Here's 1PoinFive's newest customer on its Texas CCUS project. Photo via

Occidental Petroleum’s Houston-based carbon capture, utilization and, sequestration (CCUS) subsidiary, 1PointFive, has inked a six-year deal to sell 500,000 metric tons of carbon dioxide removal credits to software giant Microsoft.

In a news release, 1Point5 says this agreement represents the largest-ever single purchase of carbon credits enabled by direct air capture (DAC). DAC technology pulls CO2 from the air at any location, not just where carbon dioxide is emitted.

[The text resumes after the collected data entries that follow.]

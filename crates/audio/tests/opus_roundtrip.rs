//! Decode real Opus packets produced by libopus.

use opus::{Application, Channels, Encoder};
use parking_lot::Mutex;

use mc_audio::{pcm_le_bytes, AudioDecoder};
use mc_common::AudioConfig;

const RATE: u32 = 48_000;
/// 20 ms at 48 kHz.
const FRAME: usize = 960;

fn tone(frames: usize, channels: usize) -> Vec<i16> {
    (0..frames)
        .flat_map(|i| {
            let t = i as f32 / RATE as f32;
            let sample = ((t * 440.0 * std::f32::consts::TAU).sin() * 8000.0) as i16;
            std::iter::repeat(sample).take(channels)
        })
        .collect()
}

fn encode(channels: Channels, count: usize) -> Vec<u8> {
    let mut encoder = Encoder::new(RATE, channels, Application::Voip).unwrap();
    encoder.encode_vec(&tone(FRAME, count), 4000).unwrap()
}

#[test]
fn mono_packet_fills_one_frame() {
    let packet = encode(Channels::Mono, 1);
    let mut decoder = AudioDecoder::new(AudioConfig::new(960, RATE, 1)).unwrap();

    let pcm = decoder.decode(&packet);
    assert_eq!(pcm.len(), FRAME * 2);
    assert_eq!(decoder.packets_decoded(), 1);
}

#[test]
fn stereo_packet_interleaves_both_channels() {
    let packet = encode(Channels::Stereo, 2);
    let mut decoder = AudioDecoder::new(AudioConfig::new(960, RATE, 2)).unwrap();

    let pcm = decoder.decode(&packet);
    assert_eq!(pcm.len(), FRAME * 2 * 2);
}

#[test]
fn packet_longer_than_frame_size_is_empty() {
    let packet = encode(Channels::Mono, 1);
    let mut decoder = AudioDecoder::new(AudioConfig::new(480, RATE, 1)).unwrap();

    assert!(decoder.decode(&packet).is_empty());
    assert_eq!(decoder.packets_failed(), 1);
}

#[test]
fn output_matches_native_decoder() {
    let packets: Vec<_> = (0..3).map(|_| encode(Channels::Mono, 1)).collect();

    let mut reference = opus::Decoder::new(RATE, Channels::Mono).unwrap();
    let mut decoder = AudioDecoder::new(AudioConfig::default()).unwrap();

    for packet in &packets {
        let mut samples = vec![0i16; FRAME];
        let count = reference.decode(packet, &mut samples, false).unwrap();
        assert_eq!(decoder.decode(packet), pcm_le_bytes(&samples[..count]));
    }
}

#[test]
fn stream_survives_bad_packets() {
    let good = encode(Channels::Mono, 1);
    let mut decoder = AudioDecoder::new(AudioConfig::default()).unwrap();

    assert_eq!(decoder.decode(&good).len(), FRAME * 2);
    assert!(decoder.decode(&[0x03, 0x00]).is_empty());
    assert_eq!(decoder.decode(&good).len(), FRAME * 2);
    assert_eq!((decoder.packets_decoded(), decoder.packets_failed()), (2, 1));
}

#[test]
fn host_mutex_released_during_decode() {
    let packet = encode(Channels::Mono, 1);
    let host = Mutex::new(());
    let mut decoder = AudioDecoder::new(AudioConfig::default()).unwrap();

    let mut guard = host.lock();
    let pcm = decoder.decode_with(&packet, &mut guard);
    assert_eq!(pcm.len(), FRAME * 2);
    assert!(host.try_lock().is_none());
}
//! Construction parameters for video sessions and audio decoders.

use std::fmt;

use serde::{Deserialize, Serialize};

use crate::error::{CodecError, Result};

/// Packed 3-bytes-per-pixel channel order of converted video frames.
///
/// Parsed leniently: any name other than `RGB` selects [`OutputFormat::Bgr`].
#[derive(Copy, Clone, Debug, Default, PartialEq, Eq, Hash, Serialize, Deserialize)]
#[serde(from = "String", into = "String")]
pub enum OutputFormat {
    Rgb,
    #[default]
    Bgr,
}

impl OutputFormat {
    /// Bytes per packed pixel (one per channel).
    pub const BYTES_PER_PIXEL: usize = 3;

    /// Resolve a host-supplied name. Unrecognized names fall back to BGR.
    pub fn from_name(name: &str) -> Self {
        match name {
            "RGB" => Self::Rgb,
            "BGR" => Self::Bgr,
            other => {
                tracing::debug!(name = other, "Unknown output format, using BGR");
                Self::Bgr
            }
        }
    }

    pub fn name(self) -> &'static str {
        match self {
            Self::Rgb => "RGB",
            Self::Bgr => "BGR",
        }
    }

    /// Row stride in bytes of a tightly packed frame.
    pub fn row_stride(self, width: u32) -> usize {
        width as usize * Self::BYTES_PER_PIXEL
    }

    /// Exact buffer size in bytes for a `width` x `height` frame.
    pub fn buffer_size(self, width: u32, height: u32) -> usize {
        self.row_stride(width) * height as usize
    }
}

impl From<String> for OutputFormat {
    fn from(name: String) -> Self {
        Self::from_name(&name)
    }
}

impl From<OutputFormat> for String {
    fn from(format: OutputFormat) -> Self {
        format.name().to_string()
    }
}

impl fmt::Display for OutputFormat {
    fn fmt(&self, f: &mut fmt::Formatter<'_>) -> fmt::Result {
        f.write_str(self.name())
    }
}

/// Video decode session configuration.
#[derive(Clone, Debug, PartialEq, Eq, Serialize, Deserialize)]
#[serde(default)]
pub struct VideoConfig {
    pub output_format: OutputFormat,
    /// Keep the native decoder quiet. When false its log level is raised.
    pub suppress_native_logs: bool,
    /// Upper bound on bytes carried over to the next call when no packet
    /// boundary could be established in the tail of a chunk.
    pub max_retained_bytes: usize,
}

impl Default for VideoConfig {
    fn default() -> Self {
        Self {
            output_format: OutputFormat::Bgr,
            suppress_native_logs: true,
            max_retained_bytes: 1 << 20,
        }
    }
}

impl VideoConfig {
    pub fn new(output_format: &str, suppress_native_logs: bool) -> Self {
        Self {
            output_format: OutputFormat::from_name(output_format),
            suppress_native_logs,
            ..Self::default()
        }
    }
}

/// Audio decoder configuration.
#[derive(Copy, Clone, Debug, PartialEq, Eq, Serialize, Deserialize)]
#[serde(default)]
pub struct AudioConfig {
    /// Maximum samples per channel decodable from one packet.
    pub frame_size: u32,
    /// Sample rate in Hz.
    pub sample_rate: u32,
    /// Number of channels.
    pub channels: u32,
}

impl Default for AudioConfig {
    fn default() -> Self {
        Self {
            frame_size: 960,
            sample_rate: 48_000,
            channels: 1,
        }
    }
}

impl AudioConfig {
    pub fn new(frame_size: u32, sample_rate: u32, channels: u32) -> Self {
        Self {
            frame_size,
            sample_rate,
            channels,
        }
    }

    /// Reject zero-valued parameters before any codec context is created.
    pub fn validate(&self) -> Result<()> {
        if self.frame_size == 0 {
            return Err(CodecError::InvalidConfig("frame_size must be positive".into()));
        }
        if self.sample_rate == 0 {
            return Err(CodecError::InvalidConfig("sample_rate must be positive".into()));
        }
        if self.channels == 0 {
            return Err(CodecError::InvalidConfig("channels must be positive".into()));
        }
        Ok(())
    }

    /// Capacity of the interleaved sample buffer.
    pub fn max_samples(&self) -> usize {
        self.frame_size as usize * self.channels as usize
    }
}
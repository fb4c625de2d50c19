//! Opus decoder wrapper.

use opus::{Channels, Decoder as OpusDecoder};
use tracing::{debug, info, trace};

use mc_common::{AudioConfig, CodecError, HostLock, NoHostLock, Result};

/// A persistent Opus decode context with a fixed output bound.
pub struct AudioDecoder {
    decoder: OpusDecoder,
    config: AudioConfig,
    /// Interleaved scratch buffer, `frame_size * channels` samples.
    samples: Vec<i16>,
    packets_decoded: u64,
    packets_failed: u64,
}

impl std::fmt::Debug for AudioDecoder {
    fn fmt(&self, f: &mut std::fmt::Formatter<'_>) -> std::fmt::Result {
        f.debug_struct("AudioDecoder")
            .field("config", &self.config)
            .field("packets_decoded", &self.packets_decoded)
            .field("packets_failed", &self.packets_failed)
            .finish()
    }
}

impl AudioDecoder {
    pub fn new(config: AudioConfig) -> Result<Self> {
        config.validate()?;

        let channels = match config.channels {
            1 => Channels::Mono,
            2 => Channels::Stereo,
            other => {
                return Err(CodecError::init(
                    "AudioDecoder",
                    format!("unsupported channel count {other}"),
                ))
            }
        };

        let decoder = OpusDecoder::new(config.sample_rate, channels).map_err(|e| {
            CodecError::init(
                "AudioDecoder",
                format!("opus_decoder_create at {} Hz: {e}", config.sample_rate),
            )
        })?;

        info!(
            frame_size = config.frame_size,
            sample_rate = config.sample_rate,
            channels = config.channels,
            "Opened audio decoder"
        );

        Ok(Self {
            decoder,
            samples: vec![0; config.max_samples()],
            config,
            packets_decoded: 0,
            packets_failed: 0,
        })
    }

    pub fn config(&self) -> &AudioConfig {
        &self.config
    }

    /// Largest PCM buffer one packet can produce, in bytes.
    pub fn max_output_bytes(&self) -> usize {
        self.config.max_samples() * 2
    }

    pub fn packets_decoded(&self) -> u64 {
        self.packets_decoded
    }

    pub fn packets_failed(&self) -> u64 {
        self.packets_failed
    }

    /// Decode one packet. Empty when the packet produced no samples.
    pub fn decode(&mut self, packet: &[u8]) -> Vec<u8> {
        self.decode_with(packet, &mut NoHostLock)
    }

    /// Decode one packet with `host` released for the native call.
    pub fn decode_with<H: HostLock>(&mut self, packet: &[u8], host: &mut H) -> Vec<u8> {
        let channels = self.config.channels as usize;
        let decoder = &mut self.decoder;
        let samples = &mut self.samples;

        let decoded = host.unlocked(|| {
            decoder
                .decode(packet, samples, false)
                .map(|per_channel| pcm_le_bytes(&samples[..per_channel * channels]))
        });

        match decoded {
            Ok(pcm) => {
                self.packets_decoded += 1;
                trace!(bytes = pcm.len(), "Decoded audio packet");
                pcm
            }
            Err(error) => {
                self.packets_failed += 1;
                debug!(%error, len = packet.len(), "Audio packet produced no samples");
                Vec::new()
            }
        }
    }
}

/// Serialize samples as little-endian bytes regardless of host byte order.
pub fn pcm_le_bytes(samples: &[i16]) -> Vec<u8> {
    samples.iter().flat_map(|sample| sample.to_le_bytes()).collect()
}
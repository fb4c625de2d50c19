//! Host-lock discipline around blocking native work.
//!
//! A host runtime may serialize all of its threads behind one global lock.
//! Decode calls arrive with that lock held. Native parse/decode/convert work
//! runs with the lock released so other host threads can progress, and the
//! lock is held again whenever host-visible output is touched and when
//! control returns to the host.
//!
//! [`HostLock::unlocked`] is the only entry point. Implementations must
//! reacquire on every exit from `work`, including unwinding.

/// A host lock that can be released around a unit of blocking work.
pub trait HostLock {
    /// Run `work` with the host lock released, then reacquire it.
    fn unlocked<R, F: FnOnce() -> R>(&mut self, work: F) -> R;
}

/// No host runtime: work runs in place.
#[derive(Copy, Clone, Debug, Default)]
pub struct NoHostLock;

impl HostLock for NoHostLock {
    fn unlocked<R, F: FnOnce() -> R>(&mut self, work: F) -> R {
        work()
    }
}

/// A host modelled as a process-wide `parking_lot` mutex whose guard the
/// calling thread holds.
impl<T: ?Sized> HostLock for parking_lot::MutexGuard<'_, T> {
    fn unlocked<R, F: FnOnce() -> R>(&mut self, work: F) -> R {
        parking_lot::MutexGuard::unlocked(self, work)
    }
}

/// A lock exposed as a bare release/acquire pair, such as the save/restore
/// thread-state calls of an embedded interpreter.
pub trait RawHostLock {
    fn release(&mut self);
    fn acquire(&mut self);
}

/// Scoped release of a [`RawHostLock`]. Reacquires on drop.
pub struct Released<'a, L: RawHostLock + ?Sized> {
    lock: &'a mut L,
}

impl<'a, L: RawHostLock + ?Sized> Released<'a, L> {
    pub fn new(lock: &'a mut L) -> Self {
        lock.release();
        Self { lock }
    }
}

impl<L: RawHostLock + ?Sized> Drop for Released<'_, L> {
    fn drop(&mut self) {
        self.lock.acquire();
    }
}

/// Run `work` inside a [`Released`] scope.
pub fn run_released<L, R, F>(lock: &mut L, work: F) -> R
where
    L: RawHostLock + ?Sized,
    F: FnOnce() -> R,
{
    let _released = Released::new(lock);
    work()
}
//! C ABI for embedding the decoders in a host runtime.
//!
//! Every function returns an `i32`: zero or a positive count on success, a
//! negative [`Error`] code on failure. Panics are caught at the boundary.
//! Codes `-10..=-19` mean a handle could not be opened; `-20` and below mean
//! a call on an open handle failed and the handle is still usable.
//!
//! Hosts with a global execution lock pass an [`McHostLock`] so native work
//! runs with that lock released. Frame callbacks always run with it held.

mod api;
mod error;
mod ffi;
mod host;

pub use api::*;
pub use error::*;
pub use host::McHostLock;
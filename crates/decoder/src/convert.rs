//! Conversion of decoded pictures into packed RGB/BGR buffers.
//!
//! Building a swscale context is expensive, so the converter keeps the last
//! one and rebuilds only when the source `(width, height, format)` changes.
//! Output is always tightly packed: `stride == width * 3` and
//! `data.len() == stride * height`.

use std::os::raw::c_int;
use std::ptr;

use ffmpeg_next::ffi;
use ffmpeg_next::format::Pixel;
use ffmpeg_next::software::scaling::{Context as ScalingContext, Flags as ScalingFlags};
use tracing::debug;

use mc_common::{CodecError, OutputFormat, Result};

use crate::picture::Picture;

/// A caller-owned packed frame.
#[derive(Clone, Debug, PartialEq, Eq)]
pub struct ConvertedFrame {
    /// `stride * height` bytes of packed pixels.
    pub data: Vec<u8>,
    pub width: u32,
    pub height: u32,
    /// Row stride in bytes.
    pub stride: usize,
}

/// Turns a lent picture into an owned frame before the decoder reuses its planes.
pub trait FrameConverter {
    fn convert(&mut self, picture: &Picture<'_>) -> Result<ConvertedFrame>;
}

/// Source shape a scaling context was built for.
#[derive(Copy, Clone, Debug, PartialEq, Eq)]
struct ScalerKey {
    width: u32,
    height: u32,
    format: Pixel,
}

struct CachedScaler {
    key: ScalerKey,
    context: ScalingContext,
}

/// swscale-backed converter with a single cached context.
pub struct PixelFormatConverter {
    output: OutputFormat,
    cached: Option<CachedScaler>,
    rebuilds: u64,
}

// SAFETY: the swscale context is owned exclusively and only used through
// &mut self; swscale contexts carry no thread affinity.
unsafe impl Send for PixelFormatConverter {}

impl std::fmt::Debug for PixelFormatConverter {
    fn fmt(&self, f: &mut std::fmt::Formatter<'_>) -> std::fmt::Result {
        f.debug_struct("PixelFormatConverter")
            .field("output", &self.output)
            .field("cached", &self.cached.as_ref().map(|c| c.key))
            .field("rebuilds", &self.rebuilds)
            .finish()
    }
}

impl PixelFormatConverter {
    pub fn new(output: OutputFormat) -> Self {
        Self {
            output,
            cached: None,
            rebuilds: 0,
        }
    }

    pub fn output_format(&self) -> OutputFormat {
        self.output
    }

    /// Number of scaling contexts built so far.
    pub fn rebuilds(&self) -> u64 {
        self.rebuilds
    }

    fn target_pixel(&self) -> Pixel {
        match self.output {
            OutputFormat::Rgb => Pixel::RGB24,
            OutputFormat::Bgr => Pixel::BGR24,
        }
    }

    /// Return a context for `key`, rebuilding only on a shape change.
    fn scaler(&mut self, key: ScalerKey) -> Result<&mut ScalingContext> {
        let stale = self.cached.as_ref().map_or(true, |cached| cached.key != key);

        if stale {
            // Free the old context before building its replacement.
            self.cached = None;

            let context = ScalingContext::get(
                key.format,
                key.width,
                key.height,
                self.target_pixel(),
                key.width,
                key.height,
                ScalingFlags::BILINEAR,
            )
            .map_err(|e| {
                CodecError::convert(format!(
                    "sws_getContext {:?} {}x{} -> {}: {e}",
                    key.format, key.width, key.height, self.output
                ))
            })?;

            self.rebuilds += 1;
            debug!(
                width = key.width,
                height = key.height,
                format = ?key.format,
                output = %self.output,
                "Built scaling context"
            );

            self.cached = Some(CachedScaler { key, context });
        }

        self.cached
            .as_mut()
            .map(|cached| &mut cached.context)
            .ok_or_else(|| CodecError::convert("scaling context missing"))
    }
}

impl FrameConverter for PixelFormatConverter {
    fn convert(&mut self, picture: &Picture<'_>) -> Result<ConvertedFrame> {
        picture.validate()?;

        let key = ScalerKey {
            width: picture.width,
            height: picture.height,
            format: picture.format,
        };

        let stride = self.output.row_stride(picture.width);
        let size = self.output.buffer_size(picture.width, picture.height);
        let dst_stride = c_int::try_from(stride)
            .map_err(|_| CodecError::convert(format!("row stride {stride} too large")))?;

        let mut src_data = [ptr::null::<u8>(); 4];
        let mut src_stride: [c_int; 4] = [0; 4];
        for (index, plane) in picture.planes.iter().take(4).enumerate() {
            src_data[index] = plane.data.as_ptr();
            // validate() has checked every stride fits in c_int.
            src_stride[index] = plane.stride as c_int;
        }

        let scaler = self.scaler(key)?;

        // Fresh buffer per frame; ownership moves to the caller.
        let mut data = vec![0u8; size];
        let dst_data = [data.as_mut_ptr(), ptr::null_mut(), ptr::null_mut(), ptr::null_mut()];
        let dst_stride = [dst_stride, 0, 0, 0];

        // SAFETY: source planes were validated against the format and height;
        // the destination holds exactly `stride * height` bytes for one
        // packed plane; the context was built for this exact shape.
        let rows = unsafe {
            ffi::sws_scale(
                scaler.as_mut_ptr(),
                src_data.as_ptr(),
                src_stride.as_ptr(),
                0,
                picture.height as c_int,
                dst_data.as_ptr(),
                dst_stride.as_ptr(),
            )
        };

        if rows != picture.height as c_int {
            return Err(CodecError::convert(format!(
                "sws_scale produced {rows} of {} rows",
                picture.height
            )));
        }

        Ok(ConvertedFrame {
            data,
            width: picture.width,
            height: picture.height,
            stride,
        })
    }
}
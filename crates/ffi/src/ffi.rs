use std::ffi::{c_char, c_void, CStr};

use mc_decoder::ConvertedFrame;

use crate::api::McFrame;
use crate::Error;

/// Host callback receiving converted frames.
pub struct OnFrame {
    user_data: *mut c_void,
    on_frame: Option<unsafe extern "C" fn(user_data: *mut c_void, frame: *const McFrame)>,
}

impl OnFrame {
    /// # Safety
    ///
    /// `on_frame` must be null or valid to call with `user_data`.
    pub unsafe fn new(
        user_data: *mut c_void,
        on_frame: Option<unsafe extern "C" fn(user_data: *mut c_void, frame: *const McFrame)>,
    ) -> Self {
        Self { user_data, on_frame }
    }

    // The frame is only borrowed for the duration of the call.
    pub fn call(&mut self, frame: &ConvertedFrame) {
        if let Some(on_frame) = self.on_frame {
            let view = McFrame {
                data: frame.data.as_ptr(),
                len: frame.data.len(),
                width: frame.width,
                height: frame.height,
                stride: frame.stride,
            };
            unsafe { on_frame(self.user_data, &view) };
        }
    }

    /// Deliver `frames` in order, returning how many were delivered.
    pub fn deliver(&mut self, frames: &[ConvertedFrame]) -> usize {
        for frame in frames {
            self.call(frame);
        }
        frames.len()
    }
}

pub fn return_code<C: ReturnCode, F: FnOnce() -> C>(f: F) -> i32 {
    match std::panic::catch_unwind(std::panic::AssertUnwindSafe(f)) {
        Ok(ret) => ret.code(),
        Err(_) => Error::Panic.code(),
    }
}

pub trait ReturnCode {
    fn code(&self) -> i32;
}

impl ReturnCode for () {
    fn code(&self) -> i32 {
        0
    }
}

impl ReturnCode for i32 {
    fn code(&self) -> i32 {
        *self
    }
}

impl ReturnCode for usize {
    fn code(&self) -> i32 {
        i32::try_from(*self).unwrap_or_else(|_| Error::InvalidCode.code())
    }
}

impl ReturnCode for Result<(), Error> {
    fn code(&self) -> i32 {
        match self {
            Ok(()) => 0,
            Err(e) => e.code(),
        }
    }
}

impl ReturnCode for Result<usize, Error> {
    fn code(&self) -> i32 {
        match self {
            Ok(count) => count.code(),
            Err(e) => e.code(),
        }
    }
}

/// # Safety
///
/// The caller must ensure that cstr is null or valid for 'a.
pub unsafe fn parse_str<'a>(cstr: *const c_char) -> Result<&'a str, Error> {
    if cstr.is_null() {
        return Ok("");
    }

    let string = unsafe { CStr::from_ptr(cstr) };
    Ok(string.to_str()?)
}

/// # Safety
///
/// The caller must ensure that data is valid for 'a.
pub unsafe fn parse_slice<'a>(data: *const u8, size: usize) -> Result<&'a [u8], Error> {
    if data.is_null() {
        if size == 0 {
            return Ok(&[]);
        }

        return Err(Error::InvalidPointer);
    }

    let data = unsafe { std::slice::from_raw_parts(data, size) };
    Ok(data)
}

/// # Safety
///
/// The caller must ensure that data is null or valid for writes of size bytes for 'a.
pub unsafe fn parse_slice_mut<'a>(data: *mut u8, size: usize) -> Result<&'a mut [u8], Error> {
    if data.is_null() {
        if size == 0 {
            return Ok(&mut []);
        }

        return Err(Error::InvalidPointer);
    }

    let data = unsafe { std::slice::from_raw_parts_mut(data, size) };
    Ok(data)
}

/// # Safety
///
/// The caller must ensure that handle is null or a live handle from this library.
pub unsafe fn parse_handle<'a, T>(handle: *mut T) -> Result<&'a mut T, Error> {
    unsafe { handle.as_mut() }.ok_or(Error::InvalidPointer)
}
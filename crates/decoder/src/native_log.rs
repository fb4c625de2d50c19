//! FFmpeg log verbosity toggle.

use ffmpeg_next as ffmpeg;
use ffmpeg_next::util::log::Level;

/// Set FFmpeg's process-wide log level.
///
/// `suppress` silences the native decoder; otherwise it logs at `info`.
/// Safe to call any number of times from any thread; the last call wins.
pub fn configure_native_logging(suppress: bool) {
    let level = if suppress { Level::Quiet } else { Level::Info };
    ffmpeg::util::log::set_level(level);
    tracing::trace!(suppress, "Native log level configured");
}
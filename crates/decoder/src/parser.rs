//! Incremental NAL-unit boundary detection.
//!
//! A parser is fed whatever bytes the caller has and reports how many it
//! consumed and, when a unit boundary was established, the complete unit.
//! Units that straddle chunk boundaries are buffered inside the parser, so
//! a reported packet may be a view into parser-owned memory rather than into
//! the input.

use std::os::raw::c_int;
use std::ptr;
use std::slice;

use ffmpeg_next as ffmpeg;
use ffmpeg_next::ffi;
use tracing::warn;

use mc_common::{CodecError, Result};

/// Outcome of one parse call.
#[derive(Copy, Clone, Debug, Default, PartialEq, Eq)]
pub struct ParseStep<'a> {
    /// Input bytes the parser took (buffered or emitted).
    pub consumed: usize,
    /// A complete unit, when one is ready.
    pub packet: Option<&'a [u8]>,
}

/// Stateful bitstream splitter. Persists across decode calls.
pub trait BitstreamParser {
    /// Locate the next complete unit given all bytes from the cursor onwards.
    fn parse<'a>(&'a mut self, input: &'a [u8]) -> ParseStep<'a>;

    /// Release whatever unit is still buffered at end of stream.
    fn finish(&mut self) -> ParseStep<'_> {
        self.parse(&[])
    }
}

// ---------------------------------------------------------------------------
// H264Parser
// ---------------------------------------------------------------------------

/// FFmpeg's H.264 annex-B parser (`av_parser_parse2`).
///
/// Owns a dedicated codec context the parser records stream properties into,
/// so parsing never touches the decode context.
pub struct H264Parser {
    parser: *mut ffi::AVCodecParserContext,
    context: ffmpeg::codec::context::Context,
    units: u64,
}

// SAFETY: the parser context is only reached through &mut self and FFmpeg
// keeps no thread affinity for it.
unsafe impl Send for H264Parser {}

impl std::fmt::Debug for H264Parser {
    fn fmt(&self, f: &mut std::fmt::Formatter<'_>) -> std::fmt::Result {
        f.debug_struct("H264Parser")
            .field("units", &self.units)
            .finish()
    }
}

impl H264Parser {
    pub fn new() -> Result<Self> {
        ffmpeg::init().map_err(|e| CodecError::init("H264Parser", e))?;

        // The parser reads codec_id from this context, so it must be H.264.
        let codec = ffmpeg::codec::decoder::find(ffmpeg::codec::Id::H264)
            .ok_or_else(|| CodecError::init("H264Parser", "no H.264 decoder in libavcodec"))?;
        let context = ffmpeg::codec::context::Context::new_with_codec(codec);

        // SAFETY: av_parser_init returns null on failure, checked below.
        let parser = unsafe { ffi::av_parser_init(ffi::AVCodecID::AV_CODEC_ID_H264 as c_int) };
        if parser.is_null() {
            return Err(CodecError::init("H264Parser", "av_parser_init failed"));
        }

        Ok(Self {
            parser,
            context,
            units: 0,
        })
    }

    /// Units emitted since construction.
    pub fn units(&self) -> u64 {
        self.units
    }
}

impl BitstreamParser for H264Parser {
    fn parse<'a>(&'a mut self, input: &'a [u8]) -> ParseStep<'a> {
        // Oversized inputs are taken in c_int-sized pieces by the caller's loop.
        let len = input.len().min(c_int::MAX as usize) as c_int;
        let data = if input.is_empty() {
            ptr::null()
        } else {
            input.as_ptr()
        };

        let mut out_data: *mut u8 = ptr::null_mut();
        let mut out_size: c_int = 0;

        // SAFETY: parser and context are valid for the life of self; `data`
        // is readable for `len` bytes (or null with len 0, the flush form).
        let read = unsafe {
            ffi::av_parser_parse2(
                self.parser,
                self.context.as_mut_ptr(),
                &mut out_data,
                &mut out_size,
                data,
                len,
                ffi::AV_NOPTS_VALUE,
                ffi::AV_NOPTS_VALUE,
                0,
            )
        };

        let consumed = usize::try_from(read).unwrap_or_else(|_| {
            warn!(code = read, "av_parser_parse2 returned an error");
            0
        });

        let packet = if out_size > 0 && !out_data.is_null() {
            self.units += 1;
            // SAFETY: FFmpeg guarantees out_data is valid for out_size bytes
            // until the next parse call, which requires &mut self again.
            Some(unsafe { slice::from_raw_parts(out_data, out_size as usize) })
        } else {
            None
        };

        ParseStep { consumed, packet }
    }
}

impl Drop for H264Parser {
    fn drop(&mut self) {
        // SAFETY: parser came from av_parser_init and is closed exactly once.
        unsafe { ffi::av_parser_close(self.parser) };
    }
}
//! Position tracking within one input chunk.

/// Tracks consumed and remaining bytes of a single chunk.
///
/// Lives for one `decode` call. Carries no state between calls.
#[derive(Clone, Debug)]
pub struct BitstreamCursor<'a> {
    data: &'a [u8],
    position: usize,
}

impl<'a> BitstreamCursor<'a> {
    pub fn new(data: &'a [u8]) -> Self {
        Self { data, position: 0 }
    }

    /// Bytes from the cursor to the end of the chunk.
    pub fn remaining(&self) -> &'a [u8] {
        &self.data[self.position..]
    }

    /// Advance by up to `count` bytes, returning how far the cursor moved.
    ///
    /// Never moves past the end of the chunk.
    pub fn advance(&mut self, count: usize) -> usize {
        let step = count.min(self.data.len() - self.position);
        self.position += step;
        step
    }

    pub fn consumed(&self) -> usize {
        self.position
    }

    pub fn is_exhausted(&self) -> bool {
        self.position >= self.data.len()
    }
}
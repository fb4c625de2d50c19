use std::ffi::c_void;

use mc_common::host::{run_released, RawHostLock};
use mc_common::HostLock;

use crate::Error;

/// A host's global lock as a release/acquire callback pair, for example an
/// interpreter's save-thread and restore-thread calls.
#[repr(C)]
pub struct McHostLock {
    pub user_data: *mut c_void,
    pub release: Option<unsafe extern "C" fn(user_data: *mut c_void)>,
    pub acquire: Option<unsafe extern "C" fn(user_data: *mut c_void)>,
}

/// Validated [`McHostLock`]. The calling thread holds the lock on entry.
pub struct CallbackLock {
    user_data: *mut c_void,
    release: unsafe extern "C" fn(user_data: *mut c_void),
    acquire: unsafe extern "C" fn(user_data: *mut c_void),
}

impl CallbackLock {
    /// Null means the host has no lock to release.
    ///
    /// # Safety
    ///
    /// `lock` must be null or point to a valid [`McHostLock`] whose callbacks
    /// stay callable for the duration of the current call.
    pub unsafe fn from_raw(lock: *const McHostLock) -> Result<Option<Self>, Error> {
        let Some(lock) = (unsafe { lock.as_ref() }) else {
            return Ok(None);
        };

        match (lock.release, lock.acquire) {
            (Some(release), Some(acquire)) => Ok(Some(Self {
                user_data: lock.user_data,
                release,
                acquire,
            })),
            _ => Err(Error::InvalidHostLock),
        }
    }
}

impl RawHostLock for CallbackLock {
    fn release(&mut self) {
        unsafe { (self.release)(self.user_data) }
    }

    fn acquire(&mut self) {
        unsafe { (self.acquire)(self.user_data) }
    }
}

impl HostLock for CallbackLock {
    fn unlocked<R, F: FnOnce() -> R>(&mut self, work: F) -> R {
        run_released(self, work)
    }
}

Under the agreement, the carbon dioxide that underlies the credits will be stored in a below-the-surface saline aquifer and won’t be used to produce oil or gas.

“A commitment of this magnitude further demonstrates how one of the world’s largest corporations is integrating scalable [DAC] into its net-zero strategy,” says Michael Avery, president and general manager of 1PointFive. “Energy demand across the technology industry is increasing, and we believe [DAC] is uniquely suited to remove residual emissions and further climate goals.”

Brian Marrs, senior director for carbon removal and energy at Microsoft, says DAC plays a key role in Microsoft’s effort to become carbon-negative by 2030.

The carbon dioxide will be stored at 1PointFive’s first industrial-scale DAC plant, being built near Odessa. The $1.3 billion Stratos project, which 1Point5 is developing through a joint venture with investment manager BlackRock, is designed to capture up to 500,000 metric tons of CO2 per year.

The facility is scheduled to open in mid-2025.

Aside from Microsoft, organizations that have agreed to buy carbon removal credits from 1Point5 include Amazon, Airbus, All Nippon Airways, the Houston Astros, the Houston Texans, and TD Bank.

Occidental says 1PointFive plans to set up more than 100 DAC facilities worldwide by 2035.